Required action: For the material below, return exactly the lines starting at the line containing "async fn booking_for_update(&mut" and ending at the line containing "a balance top-up", both ends included, and no others.

** Opening Entries supplied block **

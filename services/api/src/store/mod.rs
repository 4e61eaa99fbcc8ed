//! Storage abstraction for the booking service
//!
//! The service talks to persistence through two traits. [`BookingStore`]
//! answers read-only queries and opens units of work; [`UnitOfWork`] scopes
//! one logical operation: every write performed through it becomes visible
//! only when [`UnitOfWork::commit`] is called, and dropping the value
//! without committing discards all of them. Reads inside a unit of work
//! lock the rows they return, so concurrent operations on the same room or
//! user serialize instead of racing their stock/balance checks.
//!
//! [`postgres::PgStore`] is the production implementation; [`memory::MemStore`]
//! backs the lifecycle tests.

pub mod memory;
pub mod postgres;

use chrono::{DateTime, Utc};
use thiserror::Error;

use crate::models::{
    ActivityEntry, Booking, BookingView, NewActivity, NewBooking, NewUser, Payment, RoomRecord,
    RoomSummary, RoomView, TopUp, User,
};

/// Custom error type for storage operations
#[derive(Error, Debug)]
pub enum StoreError {
    /// Error surfaced by the underlying database
    #[error("database error: {0}")]
    Database(#[from] sqlx::Error),

    /// A stored value could not be decoded into its model type
    #[error("stored value could not be decoded: {0}")]
    Decode(String),
}

/// Type alias for Result with StoreError
pub type StoreResult<T> = Result<T, StoreError>;

/// Handle to the booking store
///
/// Cheap to clone; one value is shared by all request handlers.
#[allow(async_fn_in_trait)]
pub trait BookingStore: Clone + Send + Sync + 'static {
    type Uow: UnitOfWork;

    /// Open a unit of work covering one logical operation
    async fn begin(&self) -> StoreResult<Self::Uow>;

    /// All rooms with their category and remaining stock
    async fn rooms(&self) -> StoreResult<Vec<RoomSummary>>;

    /// A single room with its category, if it exists
    async fn room(&self, room_id: i64) -> StoreResult<Option<RoomView>>;

    /// A user account by id
    async fn user(&self, user_id: i64) -> StoreResult<Option<User>>;

    /// A user account by unique email
    async fn user_by_email(&self, email: &str) -> StoreResult<Option<User>>;

    /// Insert a freshly registered user
    async fn insert_user(&self, new_user: NewUser) -> StoreResult<User>;

    /// All bookings belonging to a user, with room and payment status
    async fn bookings_for_user(&self, user_id: i64) -> StoreResult<Vec<BookingView>>;

    /// The user's audit trail, newest entries first
    async fn activity_for_user(&self, user_id: i64) -> StoreResult<Vec<ActivityEntry>>;
}

/// One logical operation against the store
///
/// All writes commit together or not at all. Reads take row locks for the
/// lifetime of the unit of work.
#[allow(async_fn_in_trait)]
pub trait UnitOfWork: Send {
    /// Load a user row, locking it for the rest of the unit of work
    async fn user_for_update(&mut self, user_id: i64) -> StoreResult<Option<User>>;

    /// Overwrite a user's balance
    async fn set_balance(&mut self, user_id: i64, balance: f64) -> StoreResult<()>;

    /// Load a room joined with its category, locking the room row
    async fn room_for_update(&mut self, room_id: i64) -> StoreResult<Option<RoomRecord>>;

    /// Overwrite a room's remaining stock
    async fn set_room_stock(&mut self, room_id: i64, stock: i32) -> StoreResult<()>;

    /// Load a booking row, locking it for the rest of the unit of work
    async fn booking_for_update(&mut self, booking_id: i64) -> StoreResult<Option<Booking>>;

    /// Insert a new unpaid booking
    async fn insert_booking(&mut self, new_booking: NewBooking) -> StoreResult<Booking>;

    /// Persist changed booking fields (room, dates, price, paid flag)
    async fn update_booking(&mut self, booking: &Booking) -> StoreResult<()>;

    /// Delete a booking row
    async fn delete_booking(&mut self, booking_id: i64) -> StoreResult<()>;

    /// The payment belonging to a booking, if any, locked
    async fn payment_for_booking(&mut self, booking_id: i64) -> StoreResult<Option<Payment>>;

    /// Create the payment for a booking, or mark the existing one paid
    async fn upsert_payment(
        &mut self,
        booking_id: i64,
        amount: f64,
        paid_at: DateTime<Utc>,
    ) -> StoreResult<Payment>;

    /// Delete the payment belonging to a booking
    async fn delete_payment(&mut self, booking_id: i64) -> StoreResult<()>;

    /// Record a balance top-up
    async fn insert_top_up(&mut self, user_id: i64, amount: f64) -> StoreResult<TopUp>;

    /// Append one audit trail entry
    async fn append_activity(&mut self, entry: NewActivity) -> StoreResult<()>;

    /// Make every write of this unit of work visible atomically
    async fn commit(self) -> StoreResult<()>;
}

** Closing Entries supplied block **

The answer:
    async fn booking_for_update(&mut self, booking_id: i64) -> StoreResult<Option<Booking>>;

    /// Insert a new unpaid booking
    async fn insert_booking(&mut self, new_booking: NewBooking) -> StoreResult<Booking>;

    /// Persist changed booking fields (room, dates, price, paid flag)
    async fn update_booking(&mut self, booking: &Booking) -> StoreResult<()>;

    /// Delete a booking row
    async fn delete_booking(&mut self, booking_id: i64) -> StoreResult<()>;

    /// The payment belonging to a booking, if any, locked
    async fn payment_for_booking(&mut self, booking_id: i64) -> StoreResult<Option<Payment>>;

    /// Create the payment for a booking, or mark the existing one paid
    async fn upsert_payment(
        &mut self,
        booking_id: i64,
        amount: f64,
        paid_at: DateTime<Utc>,
    ) -> StoreResult<Payment>;

    /// Delete the payment belonging to a booking
    async fn delete_payment(&mut self, booking_id: i64) -> StoreResult<()>;

    /// Record a balance top-up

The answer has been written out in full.